- [Saved data entries]

#####

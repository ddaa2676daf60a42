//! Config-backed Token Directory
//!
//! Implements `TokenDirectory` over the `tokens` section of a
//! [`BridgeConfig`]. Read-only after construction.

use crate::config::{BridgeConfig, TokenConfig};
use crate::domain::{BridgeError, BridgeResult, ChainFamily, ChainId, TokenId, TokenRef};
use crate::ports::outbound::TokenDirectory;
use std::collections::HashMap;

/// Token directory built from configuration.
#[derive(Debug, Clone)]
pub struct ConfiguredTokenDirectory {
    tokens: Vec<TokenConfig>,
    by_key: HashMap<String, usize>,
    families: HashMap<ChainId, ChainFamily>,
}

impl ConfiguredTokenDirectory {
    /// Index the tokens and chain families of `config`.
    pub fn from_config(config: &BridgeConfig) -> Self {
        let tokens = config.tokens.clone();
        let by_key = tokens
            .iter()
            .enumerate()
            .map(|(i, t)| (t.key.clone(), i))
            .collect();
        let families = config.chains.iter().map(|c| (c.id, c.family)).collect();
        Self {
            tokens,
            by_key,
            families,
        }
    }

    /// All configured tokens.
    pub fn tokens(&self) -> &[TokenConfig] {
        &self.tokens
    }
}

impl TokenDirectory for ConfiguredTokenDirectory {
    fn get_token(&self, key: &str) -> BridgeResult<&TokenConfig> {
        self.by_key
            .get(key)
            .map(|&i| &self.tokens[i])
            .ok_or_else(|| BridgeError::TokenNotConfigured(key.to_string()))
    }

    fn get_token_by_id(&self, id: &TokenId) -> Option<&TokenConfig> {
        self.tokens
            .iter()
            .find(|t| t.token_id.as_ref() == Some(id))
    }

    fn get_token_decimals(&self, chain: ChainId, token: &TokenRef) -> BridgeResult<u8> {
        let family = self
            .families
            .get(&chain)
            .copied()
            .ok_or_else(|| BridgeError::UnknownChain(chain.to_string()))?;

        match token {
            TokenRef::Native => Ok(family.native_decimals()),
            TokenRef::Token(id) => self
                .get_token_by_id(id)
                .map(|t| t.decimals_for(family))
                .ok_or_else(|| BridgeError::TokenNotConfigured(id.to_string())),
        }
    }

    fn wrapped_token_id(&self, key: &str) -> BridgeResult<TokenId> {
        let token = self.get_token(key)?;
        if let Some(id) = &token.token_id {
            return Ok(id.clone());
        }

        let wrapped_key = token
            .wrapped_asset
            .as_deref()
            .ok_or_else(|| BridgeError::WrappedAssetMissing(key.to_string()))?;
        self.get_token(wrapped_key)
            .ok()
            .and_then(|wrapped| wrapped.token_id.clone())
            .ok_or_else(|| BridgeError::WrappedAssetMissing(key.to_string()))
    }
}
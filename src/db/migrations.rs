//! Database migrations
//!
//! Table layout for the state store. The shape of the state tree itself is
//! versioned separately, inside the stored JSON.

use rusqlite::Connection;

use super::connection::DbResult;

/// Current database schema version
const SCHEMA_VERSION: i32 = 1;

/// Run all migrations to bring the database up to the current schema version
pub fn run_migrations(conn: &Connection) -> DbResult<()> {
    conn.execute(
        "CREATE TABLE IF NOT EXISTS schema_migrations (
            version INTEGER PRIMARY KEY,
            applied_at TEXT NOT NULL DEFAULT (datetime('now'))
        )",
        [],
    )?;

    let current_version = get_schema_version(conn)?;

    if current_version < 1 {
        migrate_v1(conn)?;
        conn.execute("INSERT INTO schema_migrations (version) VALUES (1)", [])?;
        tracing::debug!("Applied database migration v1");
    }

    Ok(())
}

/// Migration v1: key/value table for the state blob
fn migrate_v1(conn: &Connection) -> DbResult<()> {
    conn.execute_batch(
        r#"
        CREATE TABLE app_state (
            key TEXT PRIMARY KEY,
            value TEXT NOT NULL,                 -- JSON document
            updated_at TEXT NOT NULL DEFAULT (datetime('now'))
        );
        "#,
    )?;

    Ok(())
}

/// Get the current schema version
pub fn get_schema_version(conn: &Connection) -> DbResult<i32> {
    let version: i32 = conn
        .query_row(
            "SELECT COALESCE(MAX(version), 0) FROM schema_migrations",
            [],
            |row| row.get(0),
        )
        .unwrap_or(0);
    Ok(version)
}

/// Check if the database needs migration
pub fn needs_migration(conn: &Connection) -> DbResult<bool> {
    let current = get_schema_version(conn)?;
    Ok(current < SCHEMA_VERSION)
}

#####

The answer must consist of every line from the data that contains the word "crate".

- [RESPONSE TO THIS EXERCISE]
use crate::config::{BridgeConfig, TokenConfig};
use crate::domain::{BridgeError, BridgeResult, ChainFamily, ChainId, TokenId, TokenRef};
use crate::ports::outbound::TokenDirectory;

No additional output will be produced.